Ниже вниманию читателя предлагается подборка отрывков из переписки Алданова с другом Бунина Александром Рогнедовым (в 1950 г. Рогнедов — исполнительный секретарь по подготовке празднования 80-летия Бунина во Франции). Совокупность этих отрывков дает неопровержимое свидетельство, что автором одного из произведений, появившихся за подписью Бунина, был Алданов. Это, кажется, единственный случай в большой русской литературе, когда один крупный писатель печатает свое произведение за подписью другого крупного писателя.
А.П. Рогнедов — Алданову, 31 мая 1949 г.
Докажите нашу дружбу, у меня к вам большая и деликатная просьба.
Далее пространно Рогнедов излагает существо своей просьбы. Он подготовил к изданию в Испании антологию прозы, среди объявленных авторов Бунин. «Отступления нет», но Бунин прислал рассказ, который не может быть напечатан: цензура в этой стране неистово борется за нравственность. Не может ли Алданов написать «артикль в 10—12 страниц», с тем чтобы потом его подписал Бунин?
Никто, кроме него и Вас, не будет знать об этом.
Алданов — А. П. Рогнедову, 4 июня 1949 г.

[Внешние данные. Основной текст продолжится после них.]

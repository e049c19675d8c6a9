//! Shared deterministic types for the case engine core.
//!
//! These types define stable contracts between core components and the
//! runtime. They carry no behaviour that depends on external state.

use std::fmt;

use serde::{Deserialize, Serialize};

/// Identifier of one case execution.
///
/// `case` names the case instance; `node` is the slot of the execution inside
/// that instance's arena. The case plan (root) always sits in slot 0, so the
/// root's id doubles as the case instance id.
#[derive(Debug, Clone, Copy, PartialEq, Eq, Hash, PartialOrd, Ord, Serialize, Deserialize)]
pub struct ExecutionId {
    pub case: u64,
    pub node: u32,
}

impl ExecutionId {
    pub const ROOT_NODE: u32 = 0;

    pub fn root(case: u64) -> Self {
        Self {
            case,
            node: Self::ROOT_NODE,
        }
    }

    pub fn is_root(&self) -> bool {
        self.node == Self::ROOT_NODE
    }

    /// Id of the case instance this execution belongs to.
    pub fn case_instance(&self) -> Self {
        Self::root(self.case)
    }
}

impl fmt::Display for ExecutionId {
    fn fmt(&self, f: &mut fmt::Formatter<'_>) -> fmt::Result {
        write!(f, "{}:{}", self.case, self.node)
    }
}

/// Lifecycle state of a case execution.
#[derive(Debug, Clone, Copy, PartialEq, Eq, Hash, Serialize, Deserialize)]
#[serde(rename_all = "lowercase")]
pub enum State {
    Available,
    Enabled,
    Active,
    Suspended,
    Completed,
    Terminated,
    Closed,
}

impl State {
    /// Completed, terminated and closed executions never transition again
    /// (except completed/terminated to closed).
    pub fn is_terminal(self) -> bool {
        matches!(self, State::Completed | State::Terminated | State::Closed)
    }

    pub fn as_str(self) -> &'static str {
        match self {
            State::Available => "available",
            State::Enabled => "enabled",
            State::Active => "active",
            State::Suspended => "suspended",
            State::Completed => "completed",
            State::Terminated => "terminated",
            State::Closed => "closed",
        }
    }
}

impl fmt::Display for State {
    fn fmt(&self, f: &mut fmt::Formatter<'_>) -> fmt::Result {
        f.write_str(self.as_str())
    }
}

/// Standard lifecycle events emitted by transitions and referenced by on-parts.
#[derive(Debug, Clone, Copy, PartialEq, Eq, Hash, PartialOrd, Ord, Serialize, Deserialize)]
#[serde(rename_all = "camelCase")]
pub enum StandardEvent {
    Enable,
    Start,
    ManualStart,
    Occur,
    Complete,
    Exit,
    Terminate,
    ParentTerminate,
    Suspend,
    ParentSuspend,
    Resume,
    ParentResume,
    Close,
}

impl StandardEvent {
    pub fn as_str(self) -> &'static str {
        match self {
            StandardEvent::Enable => "enable",
            StandardEvent::Start => "start",
            StandardEvent::ManualStart => "manualStart",
            StandardEvent::Occur => "occur",
            StandardEvent::Complete => "complete",
            StandardEvent::Exit => "exit",
            StandardEvent::Terminate => "terminate",
            StandardEvent::ParentTerminate => "parentTerminate",
            StandardEvent::Suspend => "suspend",
            StandardEvent::ParentSuspend => "parentSuspend",
            StandardEvent::Resume => "resume",
            StandardEvent::ParentResume => "parentResume",
            StandardEvent::Close => "close",
        }
    }
}

impl fmt::Display for StandardEvent {
    fn fmt(&self, f: &mut fmt::Formatter<'_>) -> fmt::Result {
        f.write_str(self.as_str())
    }
}

/// Kind of plan item an execution was instantiated from.
#[derive(Debug, Clone, Copy, PartialEq, Eq, Hash, Serialize, Deserialize)]
#[serde(rename_all = "snake_case")]
pub enum ActivityKind {
    CasePlan,
    Stage,
    HumanTask,
    Task,
    Milestone,
}

impl ActivityKind {
    /// Stages and the case plan own child executions.
    pub fn is_container(self) -> bool {
        matches!(self, ActivityKind::CasePlan | ActivityKind::Stage)
    }
}

/// Whether a sentry gates entry into or exit from its target.
#[derive(Debug, Clone, Copy, PartialEq, Eq, Hash, Serialize, Deserialize)]
#[serde(rename_all = "lowercase")]
pub enum CriterionKind {
    Entry,
    Exit,
}

/// How on-parts combine into the sentry's join condition.
#[derive(Debug, Clone, Copy, PartialEq, Eq, Hash, Default, Serialize, Deserialize)]
#[serde(rename_all = "lowercase")]
pub enum JoinType {
    #[default]
    And,
    Or,
}

/// Why an execution is suspended.
#[derive(Debug, Clone, Copy, PartialEq, Eq, Serialize, Deserialize)]
#[serde(rename_all = "snake_case")]
pub enum SuspendOrigin {
    /// Suspended by a command addressed to the execution itself.
    Own,
    /// Suspended because an ancestor was suspended.
    Parent,
}

/// Bookkeeping kept while an execution is suspended.
#[derive(Debug, Clone, Copy, PartialEq, Eq, Serialize, Deserialize)]
pub struct Suspension {
    /// State to restore on resume.
    pub previous: State,
    pub origin: SuspendOrigin,
}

Бунины еще 14 мая уехали в Париж, где и находятся на своей квартире. Но если бы Иван Алексеевич еще и был здесь, то я не мог бы предложить ему написать для него статью с тем, чтобы он ее подписал. Вероятно, даже наверное, он на меня очень рассердился бы, а я на это идти не могу. Со всем тем я не могу отказать Вам в услуге — тем более что денежные дела Ваши не так блестящи. Поэтому предлагаю Вам следующее. Поговорите Вы с Буниным. Скажите ему, что цензура его рассказ запретила, что Вы из-за его болезни не можете, да и по условию не имеете права его просить написать для Вас что-либо другое, но что, зная мою любовь к нему, Вы надеетесь, что я соглашусь бесплатно написать небольшую статейку, чтобы он ее подписал: Вам его имя необходимо. Боже Вас избави, не говорите ему, что Вы мне это уже предложили и что я согласился. Нет, скажите ему именно, что Вы надеетесь.
А.П. Рогнедов — Алданову, 24 июня 1949 г.
Спасибо за Ваше великодушное предложение. Вы действительно — друг и джентльмен, никогда ни на минуту в этом не сомневался. Мне особенно было приятно убедиться одновременно и в том, что имею друга и в лице Ивана Алексеевича. Он также пошел мне навстречу и согласился подписать другой артикль при условии, что он будет написан Вами.
Алданов — А.П. Рогнедову, 25 июня 1949 г.
Одобряете ли Вы тему: книга Мориса Барреса о Толедо? Ее (темы) недостаток в том, что Бунину будет не очень ловко подписать такую статью — он ведь в Толедо никогда не был (я бывал). Однако картины Грека он, конечно, видел. Не спросите ли Вы его? Еще важнее то, что в Ницце этой книги достать нельзя. Как я и просил Вас в прошлом письме, в случае Вашего (и Бунина) одобрения этой темы, пожалуйста, достаньте мне эту книгу и чью-либо биографию Барреса.
А.П. Рогнедов - Алданову, 28 нюня 1949 г.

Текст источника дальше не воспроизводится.